The former president of the US private security firm, Blackwater Worldwide, and four other former workers have been indicted on federal weapons charges.
Gary Jackson, who resigned last year, denies conspiracy to violate firearms laws, making false statements and possession of an unregistered firearm.
Also indicted were the former general counsel and executive vice-president.
The charges are partially the result of a raid in 2008 by federal agents who seized 22 weapons, including 17 AK-47s.
Blackwater changed its name to Xe Services in 2009, two years after its guards were involved in a shooting incident in Baghdad that left 17 Iraqi civilians dead. They had been protecting US diplomats there.
Their actions outraged the Iraqi government and led to charges being filed in the US against several guards - accusations later thrown out of court after a judge found prosecutors had mishandled evidence.
In addition to Mr Jackson, Blackwater's former general counsel Andrew Howell, former executive vice-president Bill Mathews, former procurement vice-president Ana Bundy, and former weapons manager Ronald Slezak were indicted on Friday.
They are charged with using "straw purchases" to stockpile automatic weapons at the company's headquarters in Moyock, North Carolina, and filing false documents to cover up gifts given to the king of Jordan.
Prosecutors said the company signed agreements in 2005, through which it financed the purchase of 34 automatic weapons for the Camden County sheriff's office but was allowed to keep most of them at its armoury.
Federal law prohibits licensed firearms dealers to have more than two of the same style of weapon - the raid on Blackwater found 17 AK-47s.

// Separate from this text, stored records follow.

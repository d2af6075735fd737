//! Round and deck integration tests.

use higher_card::{
    Card, DECK_SIZE, Deck, DrawError, Guess, GuessError, Hand, Player, Rank, Round, RoundError,
    RoundOptions, RoundState, Suit,
};
use rand::RngCore;

/// Random source that always yields zero, so random draws take the top card.
struct ZeroRng;

impl RngCore for ZeroRng {
    fn next_u32(&mut self) -> u32 {
        0
    }

    fn next_u64(&mut self) -> u64 {
        0
    }

    fn fill_bytes(&mut self, dest: &mut [u8]) {
        dest.fill(0);
    }
}

const fn card(suit: Suit, rank: Rank) -> Card {
    Card::new(suit, rank)
}

#[test]
fn suit_order_is_fixed_for_equal_rank() {
    for rank in Rank::ALL {
        for (i, &low) in Suit::ALL.iter().enumerate() {
            for &high in &Suit::ALL[i + 1..] {
                assert!(card(high, rank) > card(low, rank));
                assert!(card(low, rank) < card(high, rank));
            }
        }
    }
}

#[test]
fn rank_order_is_fixed_for_equal_suit() {
    for suit in Suit::ALL {
        for pair in Rank::ALL.windows(2) {
            assert!(card(suit, pair[1]) > card(suit, pair[0]));
        }
        assert!(card(suit, Rank::Ace) > card(suit, Rank::King));
    }
}

#[test]
fn rendering_round_trips() {
    for suit in Suit::ALL {
        for rank in Rank::ALL {
            let original = card(suit, rank);
            let text = original.to_string();
            let (rank_name, suit_name) = text.split_once('-').unwrap();

            assert_eq!(rank_name.parse::<Rank>(), Ok(rank));
            assert_eq!(suit_name.parse::<Suit>(), Ok(suit));
            assert_eq!(text.parse::<Card>(), Ok(original));
        }
    }
    assert_eq!(card(Suit::Spade, Rank::Ace).to_string(), "ACE-SPADE");
}

#[test]
fn drawing_whole_deck_yields_every_card_once() {
    let mut deck = Deck::new(3);
    let mut drawn = Vec::with_capacity(DECK_SIZE);

    while !deck.is_empty() {
        drawn.push(deck.draw_random().unwrap());
    }

    assert_eq!(drawn.len(), DECK_SIZE);
    drawn.sort_unstable();
    drawn.dedup();
    assert_eq!(drawn.len(), DECK_SIZE);

    assert_eq!(deck.draw_random(), Err(DrawError::Exhausted));
    assert_eq!(deck.draw(), Err(DrawError::Exhausted));
    assert_eq!(deck.draw_at(0), Err(DrawError::Exhausted));
}

#[test]
fn sequential_draws_empty_the_deck() {
    let mut deck = Deck::new(0);
    for remaining in (0..DECK_SIZE).rev() {
        deck.draw().unwrap();
        assert_eq!(deck.len(), remaining);
    }
    assert_eq!(deck.draw(), Err(DrawError::Exhausted));
}

#[test]
fn zero_rng_draws_in_enumeration_order() {
    let mut deck = Deck::with_rng(ZeroRng);

    let first = deck.draw_random().unwrap();
    let second = deck.draw_random().unwrap();
    assert_eq!(first, card(Suit::Club, Rank::Two));
    assert_eq!(second, card(Suit::Club, Rank::Three));

    let mut player = Player::new("Ada").unwrap();
    player.receive(first);
    player.receive(second);
    assert_eq!(player.guess(0), Ok(false));
    assert_eq!(player.guess(1), Ok(true));
}

#[test]
fn seeded_decks_are_deterministic() {
    let mut a = Deck::new(99);
    let mut b = Deck::new(99);
    a.shuffle();
    b.shuffle();
    assert_eq!(a.cards(), b.cards());
    assert_eq!(a.draw_random(), b.draw_random());
}

#[test]
fn dealt_pair_has_exactly_one_winner() {
    for seed in 0..200 {
        let mut deck = Deck::new(seed);
        let mut player = Player::new("Ada").unwrap();
        player.receive(deck.draw_random().unwrap());
        player.receive(deck.draw_random().unwrap());

        let first = player.guess(0).unwrap();
        let second = player.guess(1).unwrap();
        assert_ne!(first, second, "seed {seed}");
    }
}

#[test]
fn guess_out_of_range_is_an_error() {
    let mut player = Player::new("Ada").unwrap();
    player.receive(card(Suit::Heart, Rank::Two));
    assert_eq!(
        player.guess(1),
        Err(GuessError::OutOfRange { index: 1, len: 1 })
    );
}

#[test]
fn hand_snapshots_survive_player_mutation() {
    let mut player = Player::new("Ada").unwrap();
    player.receive(card(Suit::Club, Rank::Five));
    let snapshot: Hand = player.hand().clone();

    player.receive(card(Suit::Spade, Rank::Five));
    player.discard(&card(Suit::Club, Rank::Five));

    assert_eq!(snapshot.cards(), &[card(Suit::Club, Rank::Five)]);
    assert_eq!(player.hand().cards(), &[card(Suit::Spade, Rank::Five)]);
}

#[test_log::test]
fn basic_round_flow() {
    let options = RoundOptions::default();
    let mut round = Round::with_deck("Ada", options, Deck::with_rng(ZeroRng)).unwrap();
    assert_eq!(round.state(), RoundState::Dealing);
    assert!(round.revealed().is_none());

    assert_eq!(round.guess(0).unwrap_err(), RoundError::InvalidState);

    round.deal().unwrap();
    assert_eq!(round.state(), RoundState::Guessing);
    assert_eq!(round.deck().len(), DECK_SIZE - 2);
    assert!(round.revealed().is_none());
    assert_eq!(round.deal().unwrap_err(), RoundError::InvalidState);

    let guess: Guess = "Second".parse().unwrap();
    let outcome = round.guess(guess.index()).unwrap();
    assert!(outcome.correct);
    assert_eq!(outcome.index, 1);
    assert_eq!(round.state(), RoundState::Revealed);

    let hand = round.revealed().unwrap();
    assert_eq!(hand.to_string(), "TWO-CLUB THREE-CLUB");
    assert_eq!(round.guess(0).unwrap_err(), RoundError::InvalidState);
}

#[test]
fn round_guess_out_of_range_keeps_state() {
    let mut round = Round::new("Ada", RoundOptions::default(), 5).unwrap();
    round.deal().unwrap();

    assert_eq!(
        round.guess(2).unwrap_err(),
        RoundError::Guess(GuessError::OutOfRange { index: 2, len: 2 })
    );
    assert_eq!(round.state(), RoundState::Guessing);
    assert!(round.guess(0).is_ok());
}

#[test]
fn round_deal_too_many_cards() {
    let options = RoundOptions::default().with_cards_dealt(DECK_SIZE + 1);
    let mut round = Round::new("Ada", options, 1).unwrap();

    assert_eq!(
        round.deal().unwrap_err(),
        RoundError::Draw(DrawError::Exhausted)
    );
    assert_eq!(round.state(), RoundState::Dealing);
    assert!(round.player().hand().is_empty());
    assert_eq!(round.deck().len(), DECK_SIZE);
}

#[test]
fn round_with_shuffle_deals_configured_count() {
    let options = RoundOptions::default()
        .with_cards_dealt(5)
        .with_shuffle_before_deal(true);
    let mut round = Round::new("Ada", options, 11).unwrap();
    round.deal().unwrap();

    let hand = round.player().hand();
    assert_eq!(hand.len(), 5);
    let winner = hand.max_index().unwrap();
    assert!(round.guess(winner).unwrap().correct);
}

#[test]
fn options_builder_sets_fields() {
    let options = RoundOptions::default()
        .with_cards_dealt(3)
        .with_shuffle_before_deal(true);
    assert_eq!(options.cards_dealt, 3);
    assert!(options.shuffle_before_deal);

    let defaults = RoundOptions::default();
    assert_eq!(defaults.cards_dealt, 2);
    assert!(!defaults.shuffle_before_deal);
}

#[test]
fn blank_player_name_rejected() {
    assert!(Round::new("", RoundOptions::default(), 1).is_err());
}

Law enforcement agencies are also allowed to have fully automatic weapons.
According to the Associated Press, the 2005 agreements between Blackwater and the sheriff's office said the weapons would be kept under "lock and key".
Sheriff Tony Perry said at the time that his department only used the AK-47s in shooting practice at Blackwater, while Mr Jackson said it had offered it a place to store the weapons as a gesture of "professional courtesy".

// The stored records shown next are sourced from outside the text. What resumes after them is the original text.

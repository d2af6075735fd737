//! A single 52-card deck with removal-based drawing.

use alloc::vec::Vec;

use rand::seq::SliceRandom;
use rand::{Rng, SeedableRng};
use rand_chacha::ChaCha8Rng;
use tracing::{debug, trace};

use crate::card::{Card, DECK_SIZE, Rank, Suit};
use crate::error::{DeckError, DrawError};

/// A deck of unique cards.
///
/// Every draw removes its card, so a deck never holds duplicates and shrinks
/// by exactly one card per successful draw. The random source is only used
/// by [`Deck::shuffle`] and [`Deck::draw_random`].
#[derive(Debug, Clone)]
pub struct Deck<R = ChaCha8Rng> {
    /// Remaining cards.
    cards: Vec<Card>,
    /// Random number generator.
    rng: R,
}

impl Deck<ChaCha8Rng> {
    /// Creates a full deck driven by a seeded `ChaCha8Rng`.
    ///
    /// # Example
    ///
    /// ```
    /// use higher_card::{DECK_SIZE, Deck};
    ///
    /// let deck = Deck::new(42);
    /// assert_eq!(deck.len(), DECK_SIZE);
    /// ```
    #[must_use]
    pub fn new(seed: u64) -> Self {
        Self::with_rng(ChaCha8Rng::seed_from_u64(seed))
    }
}

impl<R: Rng> Deck<R> {
    /// Creates a full deck using the given random source.
    ///
    /// Cards are ordered suit by suit (clubs first), two through ace.
    #[must_use]
    pub fn with_rng(rng: R) -> Self {
        let cards = full_deck();
        assert!(is_full_deck(&cards), "suit or rank enumeration is malformed");

        Self { cards, rng }
    }

    /// Creates a deck from an explicit card order.
    ///
    /// # Errors
    ///
    /// Returns [`DeckError::Malformed`] unless `cards` holds every suit and
    /// rank pair exactly once.
    pub fn from_cards(cards: Vec<Card>, rng: R) -> Result<Self, DeckError> {
        if !is_full_deck(&cards) {
            return Err(DeckError::Malformed {
                len: cards.len(),
                unique: count_unique(&cards),
            });
        }

        Ok(Self { cards, rng })
    }

    /// Returns the remaining cards in order.
    #[must_use]
    pub fn cards(&self) -> &[Card] {
        &self.cards
    }

    /// Returns the number of cards remaining.
    #[must_use]
    pub fn len(&self) -> usize {
        self.cards.len()
    }

    /// Returns whether every card has been drawn.
    #[must_use]
    pub fn is_empty(&self) -> bool {
        self.cards.is_empty()
    }

    /// Returns whether the card is still in the deck.
    #[must_use]
    pub fn contains(&self, card: &Card) -> bool {
        self.cards.contains(card)
    }

    /// Shuffles the remaining cards.
    pub fn shuffle(&mut self) {
        self.cards.shuffle(&mut self.rng);
        debug!(remaining = self.cards.len(), "deck shuffled");
    }

    /// Removes and returns the card at `index`.
    ///
    /// # Errors
    ///
    /// Returns [`DrawError::Exhausted`] if the deck is empty and
    /// [`DrawError::OutOfRange`] if `index` is past the last card.
    pub fn draw_at(&mut self, index: usize) -> Result<Card, DrawError> {
        if self.cards.is_empty() {
            return Err(DrawError::Exhausted);
        }
        if index >= self.cards.len() {
            return Err(DrawError::OutOfRange {
                index,
                len: self.cards.len(),
            });
        }

        let card = self.cards.remove(index);
        trace!(%card, index, remaining = self.cards.len(), "card drawn");
        Ok(card)
    }

    /// Removes and returns the top card.
    ///
    /// # Errors
    ///
    /// Returns [`DrawError::Exhausted`] if the deck is empty.
    pub fn draw(&mut self) -> Result<Card, DrawError> {
        self.draw_at(0)
    }

    /// Removes and returns a card chosen uniformly from the remaining cards.
    ///
    /// # Errors
    ///
    /// Returns [`DrawError::Exhausted`] if the deck is empty.
    pub fn draw_random(&mut self) -> Result<Card, DrawError> {
        if self.cards.is_empty() {
            return Err(DrawError::Exhausted);
        }

        let index = self.rng.random_range(0..self.cards.len());
        self.draw_at(index)
    }
}

fn full_deck() -> Vec<Card> {
    let mut cards = Vec::with_capacity(DECK_SIZE);

    for suit in Suit::ALL {
        for rank in Rank::ALL {
            cards.push(Card::new(suit, rank));
        }
    }

    cards
}

fn count_unique(cards: &[Card]) -> usize {
    let mut sorted = cards.to_vec();
    sorted.sort_unstable();
    sorted.dedup();
    sorted.len()
}

fn is_full_deck(cards: &[Card]) -> bool {
    cards.len() == DECK_SIZE && count_unique(cards) == DECK_SIZE
}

The indictment also alleges that Blackwater officials, hoping to win a lucrative overseas contract for building and running a training centre, presented King Abdullah of Jordan with five firearms "to gain favour".
However, they then realised they could not account for where the weapons had gone and falsified four federal documents "to give the appearance that the weapons had been purchased by them as individuals", it adds.
Mr Jackson's lawyer, Kenneth Bell, said the former Navy Seal was a true American hero and insisted the charges were false.
"He will defend himself, as he defended this country, in what he calls the greatest justice system in the world," he told AP.
Xe spokesman Mark Corallo said it had fully co-operated with the federal investigation and declined to give further comment.